I’m sorry … I love you

Saturday, February 20, 2021 (today’s lectionary)

I’m sorry … I love you 

Late at night, we slept soundly and warm for the fifth night running at Andi and Aki’s house. Our apartment is heated again now, but we have no water. We drove back and forth a couple of times, moved a few things around, filled a bucket or two with snow to melt and use in the toilet, and left again. At Whole Foods the line of customers was much shorter than at the bigger grocery stores, and we got two expensive half gallons of milk, some awesome fruit juice, a couple loaves of bread and a gluten free chocolate brownie mix.

One of the Texas senators spent part of his winter “vacation” in Cancun and got raked over the cold ice for it. Everyone from the governor down looks for someone else to blame. No one is fasting the way God wants us to. Isaiah is turning over in his grave.

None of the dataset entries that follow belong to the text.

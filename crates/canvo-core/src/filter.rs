//! Image post-processing filters.
//!
//! The engine applies these destructively to the decoded pixels; the model
//! only records which one is active.

use serde::{Deserialize, Serialize};
use thiserror::Error;

/// Name of the pseudo-filter that clears an image's filter list.
pub const NO_FILTER: &str = "none";

#[derive(Debug, Clone, Copy, PartialEq, Eq, Hash, Serialize, Deserialize)]
#[serde(rename_all = "lowercase")]
pub enum ImageFilter {
    Polaroid,
    Sepia,
    Kodachrome,
    Contrast,
    Brightness,
    Greyscale,
    Brownie,
    Vintage,
    Technicolor,
    Pixelate,
    Invert,
    Blur,
    Sharpen,
    Emboss,
    RemoveColor,
    BlackNWhite,
    Vibrance,
    BlendColor,
    HueRotate,
    Resize,
    Saturation,
    Gamma,
}

#[derive(Debug, Clone, PartialEq, Eq, Error)]
#[error("unknown image filter `{0}`")]
pub struct UnknownFilter(pub String);

impl ImageFilter {
    pub const ALL: [ImageFilter; 22] = [
        Self::Polaroid,
        Self::Sepia,
        Self::Kodachrome,
        Self::Contrast,
        Self::Brightness,
        Self::Greyscale,
        Self::Brownie,
        Self::Vintage,
        Self::Technicolor,
        Self::Pixelate,
        Self::Invert,
        Self::Blur,
        Self::Sharpen,
        Self::Emboss,
        Self::RemoveColor,
        Self::BlackNWhite,
        Self::Vibrance,
        Self::BlendColor,
        Self::HueRotate,
        Self::Resize,
        Self::Saturation,
        Self::Gamma,
    ];

    pub fn name(self) -> &'static str {
        match self {
            Self::Polaroid => "polaroid",
            Self::Sepia => "sepia",
            Self::Kodachrome => "kodachrome",
            Self::Contrast => "contrast",
            Self::Brightness => "brightness",
            Self::Greyscale => "greyscale",
            Self::Brownie => "brownie",
            Self::Vintage => "vintage",
            Self::Technicolor => "technicolor",
            Self::Pixelate => "pixelate",
            Self::Invert => "invert",
            Self::Blur => "blur",
            Self::Sharpen => "sharpen",
            Self::Emboss => "emboss",
            Self::RemoveColor => "removecolor",
            Self::BlackNWhite => "blacknwhite",
            Self::Vibrance => "vibrance",
            Self::BlendColor => "blendcolor",
            Self::HueRotate => "huerotate",
            Self::Resize => "resize",
            Self::Saturation => "saturation",
            Self::Gamma => "gamma",
        }
    }

    /// Resolve a filter name as shown in the filter picker.
    /// `"none"` yields `Ok(None)`.
    pub fn parse(name: &str) -> Result<Option<Self>, UnknownFilter> {
        let wanted = name.trim().to_ascii_lowercase();
        if wanted == NO_FILTER {
            return Ok(None);
        }
        Self::ALL
            .into_iter()
            .find(|f| f.name() == wanted)
            .map(Some)
            .ok_or_else(|| UnknownFilter(name.to_string()))
    }
}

If you remove from your midst oppression, false accusation and malicious speech, and if you give bread to the hungry and comfort the afflicted, then light shall rise for you in the darkness. Then the Lord will guide you always and renew your strength. 

A different kind of Texas politician who lives with her mother lost a ceiling to broken water pipes and will have to relocate for months. “Let’s get to work,” she tweeted. And there are heroes. There are always heroes.

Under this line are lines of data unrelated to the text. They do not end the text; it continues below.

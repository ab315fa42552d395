//! Editor configuration.
//!
//! Every field has a default, so an empty JSON object (or no file at all)
//! yields the stock 900×1200 editor.

use crate::color::Color;
use crate::model::DashPattern;
use crate::presets;
use kurbo::Size;
use serde::{Deserialize, Serialize};
use thiserror::Error;

#[derive(Debug, Error)]
pub enum ConfigError {
    #[error("invalid editor config: {0}")]
    Json(#[from] serde_json::Error),
    #[error("invalid editor config: {0}")]
    Invalid(&'static str),
}

// ─── Style defaults ──────────────────────────────────────────────────────

/// Style values applied to newly created objects and reported by the
/// style getters while nothing is selected.
#[derive(Debug, Clone, PartialEq, Serialize, Deserialize)]
#[serde(rename_all = "camelCase", default)]
pub struct StyleDefaults {
    pub fill_color: Color,
    pub stroke_color: Color,
    pub stroke_width: f64,
    pub stroke_dash_array: DashPattern,
    pub font_family: String,
}

impl Default for StyleDefaults {
    fn default() -> Self {
        Self {
            fill_color: presets::FILL_COLOR,
            stroke_color: presets::STROKE_COLOR,
            stroke_width: presets::STROKE_WIDTH,
            stroke_dash_array: DashPattern::new(),
            font_family: presets::FONT_FAMILY.into(),
        }
    }
}

// ─── Workspace / zoom ────────────────────────────────────────────────────

#[derive(Debug, Clone, PartialEq, Serialize, Deserialize)]
#[serde(rename_all = "camelCase", default)]
pub struct WorkspaceConfig {
    pub width: f64,
    pub height: f64,
    pub fill: Color,
}

impl Default for WorkspaceConfig {
    fn default() -> Self {
        Self {
            width: 900.0,
            height: 1200.0,
            fill: Color::WHITE,
        }
    }
}

impl WorkspaceConfig {
    pub fn size(&self) -> Size {
        Size::new(self.width, self.height)
    }
}

#[derive(Debug, Clone, PartialEq, Serialize, Deserialize)]
#[serde(rename_all = "camelCase", default)]
pub struct ZoomConfig {
    /// Fraction of the container the fitted workspace may occupy.
    pub fit_margin: f64,
    /// Zoom-in / zoom-out increment.
    pub step: f64,
    pub min: f64,
    pub max: f64,
}

impl Default for ZoomConfig {
    fn default() -> Self {
        Self {
            fit_margin: 0.85,
            step: 0.05,
            min: 0.2,
            max: 1.0,
        }
    }
}

impl ZoomConfig {
    pub fn clamp(&self, zoom: f64) -> f64 {
        zoom.clamp(self.min, self.max)
    }
}

// ─── Editor ──────────────────────────────────────────────────────────────

#[derive(Debug, Clone, PartialEq, Serialize, Deserialize)]
#[serde(rename_all = "camelCase", default)]
pub struct EditorConfig {
    pub workspace: WorkspaceConfig,
    pub zoom: ZoomConfig,
    /// Distance pasted copies are shifted right and down from the copy.
    pub paste_offset: f64,
    pub defaults: StyleDefaults,
}

impl Default for EditorConfig {
    fn default() -> Self {
        Self {
            workspace: WorkspaceConfig::default(),
            zoom: ZoomConfig::default(),
            paste_offset: 10.0,
            defaults: StyleDefaults::default(),
        }
    }
}

impl EditorConfig {
    /// Parse and validate a JSON config. Missing fields keep their defaults.
    pub fn from_json(json: &str) -> Result<Self, ConfigError> {
        let config: Self = serde_json::from_str(json)?;
        config.validate()?;
        Ok(config)
    }

    pub fn validate(&self) -> Result<(), ConfigError> {
        if self.workspace.width <= 0.0 || self.workspace.height <= 0.0 {
            return Err(ConfigError::Invalid("workspace size must be positive"));
        }
        if !(0.0..=1.0).contains(&self.zoom.fit_margin) || self.zoom.fit_margin == 0.0 {
            return Err(ConfigError::Invalid("fit margin must be in (0, 1]"));
        }
        if self.zoom.min <= 0.0 || self.zoom.min > self.zoom.max {
            return Err(ConfigError::Invalid("zoom range is empty"));
        }
        Ok(())
    }
}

The ancient ruins will be rebuilt for your sake. “Repairer of the breach,” they shall call you. “Restorer of ruined households.” It is always possible to use my time helping someone instead of blaming someone.

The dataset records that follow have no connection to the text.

#[cfg(test)]
mod tests {
    use super::*;
    use canvo_core::{Color, SNAPSHOT_KEYS};
    use pretty_assertions::assert_eq;

    fn rect() -> Drawable {
        let mut d = Drawable::new(DrawableKind::Rect);
        d.width = 10.0;
        d.height = 10.0;
        d
    }

    fn image(src: &str) -> Drawable {
        Drawable::new(DrawableKind::Image(canvo_core::ImageProps {
            src: src.into(),
            ..Default::default()
        }))
    }

    #[test]
    fn update_without_change_is_silent() {
        let mut scene = MemoryScene::default();
        let d = rect();
        let id = d.id;
        scene.add_object(d);
        scene.drain_events();
        assert!(!scene.update_object(id, &mut |d| d.width = 10.0));
        assert!(scene.drain_events().is_empty());
        assert!(scene.update_object(id, &mut |d| d.width = 20.0));
        assert_eq!(scene.drain_events(), vec![SceneEvent::ObjectModified(id)]);
    }

    #[test]
    fn selection_events_follow_transitions() {
        let mut scene = MemoryScene::default();
        let (a, b) = (rect(), rect());
        let (ida, idb) = (a.id, b.id);
        scene.add_object(a);
        scene.add_object(b);
        scene.drain_events();

        scene.select(&[ida]);
        scene.select(&[ida, idb]);
        scene.remove_object(ida);
        scene.click_empty();
        assert_eq!(
            scene.drain_events(),
            vec![
                SceneEvent::SelectionCreated(vec![ida]),
                SceneEvent::SelectionUpdated(vec![ida, idb]),
                SceneEvent::ObjectRemoved(ida),
                SceneEvent::SelectionUpdated(vec![idb]),
                SceneEvent::SelectionCleared,
            ]
        );
    }

    #[test]
    fn workspace_is_not_selectable() {
        let mut scene = MemoryScene::default();
        scene.add_object(Drawable::workspace(Size::new(100.0, 100.0), Color::WHITE));
        scene.select(&[ObjectId::intern("clip")]);
        assert!(scene.active_objects().is_empty());
    }

    #[test]
    fn restore_waits_for_images() {
        let mut scene = MemoryScene::default();
        scene.add_object(image("a.png"));
        let snap = scene.serialize(SNAPSHOT_KEYS).unwrap();
        scene.add_object(rect());
        scene.drain_events();

        let ticket = scene.deserialize(&snap, SNAPSHOT_KEYS);
        assert_eq!(scene.pending_loads(), vec!["a.png".to_string()]);
        assert_eq!(scene.objects().len(), 2);
        assert!(scene.drain_events().is_empty());

        scene.complete_load("a.png", Ok(ImageInfo { width: 4.0, height: 3.0 }));
        assert_eq!(scene.objects().len(), 1);
        let events = scene.drain_events();
        assert_eq!(
            events.last(),
            Some(&SceneEvent::RestoreFinished {
                ticket,
                result: Ok(())
            })
        );
        assert!(scene.pending_loads().is_empty());
    }

    #[test]
    fn failed_restore_keeps_old_scene() {
        let mut scene = MemoryScene::default();
        scene.add_object(image("broken.png"));
        let snap = scene.serialize(SNAPSHOT_KEYS).unwrap();
        scene.add_object(rect());
        scene.drain_events();

        let ticket = scene.deserialize(&snap, SNAPSHOT_KEYS);
        scene.complete_load("broken.png", Err("404".into()));
        assert_eq!(scene.objects().len(), 2);
        assert_eq!(
            scene.drain_events(),
            vec![SceneEvent::RestoreFinished {
                ticket,
                result: Err(LoadError::new("broken.png", "404")),
            }]
        );
    }

    #[test]
    fn cached_image_loads_immediately() {
        let mut scene = MemoryScene::default();
        let first = scene.load_image("a.png");
        scene.complete_load("a.png", Ok(ImageInfo { width: 2.0, height: 2.0 }));
        let second = scene.load_image("a.png");
        let tickets: Vec<LoadTicket> = scene
            .drain_events()
            .into_iter()
            .filter_map(|e| match e {
                SceneEvent::ImageLoaded { ticket, result } => {
                    assert!(result.is_ok());
                    Some(ticket)
                }
                _ => None,
            })
            .collect();
        assert_eq!(tickets, vec![first, second]);
    }

    #[test]
    fn drawing_requires_brush() {
        let mut scene = MemoryScene::default();
        let path = vec![PathCmd::MoveTo(1.0, 2.0), PathCmd::LineTo(11.0, 7.0)];
        assert_eq!(scene.draw_path(path.clone()), None);

        scene.set_drawing_brush(Some(Brush {
            width: 3.0,
            color: Color::BLACK,
        }));
        let id = scene.draw_path(path).unwrap();
        let d = scene.object(id).unwrap();
        assert_eq!((d.left, d.top, d.width, d.height), (1.0, 2.0, 10.0, 5.0));
        assert_eq!(d.stroke_width, 3.0);
    }

    #[test]
    fn z_order_moves() {
        let mut scene = MemoryScene::default();
        let (a, b, c) = (rect(), rect(), rect());
        let ids = [a.id, b.id, c.id];
        for d in [a, b, c] {
            scene.add_object(d);
        }
        assert!(scene.bring_forward(ids[0]));
        assert!(scene.bring_forward(ids[0]));
        assert!(!scene.bring_forward(ids[0]));
        assert_eq!(scene.objects()[2].id, ids[0]);
        assert!(scene.send_to_back(ids[2]));
        assert_eq!(scene.objects()[0].id, ids[2]);
        assert!(!scene.send_backwards(ids[2]));
    }
}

The disaster stories flood us like apocalyptic rain, but Miles teaches me more than anyone. This morning he opened the door when I was in the bathroom, and his mom thought he should apologize. It was obvious he disagreed. James Joyce’s young man Stephen Dedalus, about Miles’ age, remembered a frightening nursery rhyme, “Apologize! Apologize! The eagles will come and pull out your eyes! Pull out his eyes! Apologize!” Miles might have been thinking about that too, if he could read.

Have mercy on me, O Lord, for to you I lift up my soul. You are good and forgiving, and abounding in kindness when we call on you. Hearken, O Lord, to my prayer. Attend the sound of my pleading.

Anyway, Miles resisted, looking small and very vulnerable. Then he opened his mouth, “I love …” He looked up at his Mamo and giggled … “I started to tell grandpa I love you,” he said. Andi grabbed that of course. “Sure, Miles, you can say, ‘I’m sorry. I love you.’” And that’s just what he did. So now I too have a much nicer way to apologize in the future.

Jesus said to Levi the tax collector, “Follow me.” And leaving everything behind, Levi followed him. Later Jesus reprimanded the Pharisees. “I have not come to call the righteous to repentance but sinners.”

And aren’t we all sinners? Pull out his eyes! Apologize. But Jesus is the Great Physician, not a screaming eagle howling from the sky, rushing with talons bared toward my face. No, he carries me tenderly on his special stretcher to his palace of nowhere, his hospital for sinners, and sits beside me till I fall asleep, holding my hand.

If you call the sabbath a delight, if you honor it by not following your own ways or seeking your own interests, then you shall delight in the Lord, and I will make you ride on the heights of the earth.